Here a wretched race is found, inhabiting either the more elevated spots of land, or else eminences artificially constructed, and of a height to which they know by experience that the highest tides will never reach. Here they pitch their cabins; and when the waves cover the surrounding country far and wide, like so many mariners on board ship are they: when, again, the tide recedes, their condition is that of so many shipwrecked men, and around their cottages they pursue the fishes as they make their escape with the receding tide. It is not their lot, like the adjoining nations, to keep any flocks for sustenance by their milk, nor even to maintain a warfare with wild beasts, every shrub, even, being banished afar. With the sedge4 and the rushes of the marsh they make cords, and with these they weave the nets employed in the capture of the fish; they fashion the mud,5 too, with their hands, and drying it by the help of the winds more than of the sun, cook their food by its aid, and so warm their entrails, frozen as they are by the northern blasts; their only6 drink, too, is rainwater, which they collect in holes dug at the entrance of their abodes: and yet these nations, if this very day they were vanquished by the Roman people, would exclaim against being reduced7 to slavery! Be it so, then—Fortune is most kind to many, just when she means to punish them.8

1 The methods of grafting and inoculation.

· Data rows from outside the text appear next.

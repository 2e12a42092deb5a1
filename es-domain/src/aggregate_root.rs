//! 聚合根编排器（AggregateRoot）
//!
//! 封装从“加载聚合 → 执行业务方法 → 持久化事件”的标准流程，
//! 以仓储实现（`AggregateRepository`）为依赖，便于在应用层直接调用。
//! 遇到并发冲突时重新加载并重放业务逻辑，直至成功或用尽尝试次数。
//!
use crate::{
    aggregate::Aggregate,
    domain_event::CommitHeaders,
    entity::Entity,
    error::{DomainError, DomainResult as Result},
    persist::{AggregateRepository, Commit},
    value_object::{AggregateId, Version},
};
use std::marker::PhantomData;
use tracing::warn;

const DEFAULT_MAX_ATTEMPTS: usize = 3;

/// 面向应用层的聚合根编排器。
///
/// - `A`：聚合类型（实现 `Aggregate`）
/// - `R`：聚合仓储（实现 `AggregateRepository<A>`）
pub struct AggregateRoot<A, R>
where
    A: Aggregate,
    R: AggregateRepository<A>,
{
    repo: R,
    max_attempts: usize,
    _marker: PhantomData<fn() -> A>,
}

impl<A, R> AggregateRoot<A, R>
where
    A: Aggregate,
    R: AggregateRepository<A>,
{
    /// 创建编排器实例（默认最多尝试 3 次）
    pub fn new(repo: R) -> Self {
        Self {
            repo,
            max_attempts: DEFAULT_MAX_ATTEMPTS,
            _marker: PhantomData,
        }
    }

    /// 设置遇到并发冲突时的最大尝试次数（至少 1 次）
    pub fn with_max_attempts(mut self, max_attempts: usize) -> Self {
        self.max_attempts = max_attempts.max(1);
        self
    }

    pub fn max_attempts(&self) -> usize {
        self.max_attempts
    }

    pub fn repository(&self) -> &R {
        &self.repo
    }

    /// 执行业务操作：
    /// 1. 加载聚合；从未保存过的标识通过重建路径得到零状态实例；
    /// 2. 调用 `f` 执行业务方法（校验并 raise 事件）；
    /// 3. 保存，返回产生的提交（无事件时为 `None`）。
    ///
    /// `f` 可能因冲突重试而被多次调用，每次都作用于重新加载的聚合。
    pub async fn execute<F>(
        &self,
        aggregate_id: &AggregateId,
        headers: CommitHeaders,
        mut f: F,
    ) -> Result<Option<Commit>>
    where
        F: FnMut(&mut A) -> Result<()>,
    {
        let mut attempt = 0;
        loop {
            attempt += 1;

            let mut aggregate = match self.repo.get_by_id(aggregate_id).await {
                Ok(aggregate) => aggregate,
                Err(DomainError::NotFound { .. }) => A::rehydrate(*aggregate_id, Version::new()),
                Err(err) => return Err(err),
            };

            f(&mut aggregate)?;

            match self.repo.save(&mut aggregate, headers.clone()).await {
                Err(err @ DomainError::ConcurrencyConflict { .. })
                    if attempt < self.max_attempts =>
                {
                    warn!(
                        aggregate_type = A::TYPE,
                        aggregate_id = %aggregate_id,
                        attempt,
                        error = %err,
                        "retrying after concurrency conflict"
                    );
                }
                other => return other,
            }
        }
    }
}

2 B. xiii. c. 50. They dwelt between the Ems and the Elbe.

3 See B. iv. c. 29.

4 "Ulvâ." This appears to be a general name for all kinds of aquatic fresh-water plants; as "alga" is that of the various sea-weeds.

5 He alludes to turf for firing; the Humus turfa of the naturalists.

6 Of course this applies only to those who dwelt near the sea-shore, and not those more inland.

7 Guichardin remarks, that Pliny does not here bear in mind the sweets of liberty.

8 So Laberius says, "Fortuna multis parcere in pœnam solet;" "Fortune is the saving of many, when she means to punish them."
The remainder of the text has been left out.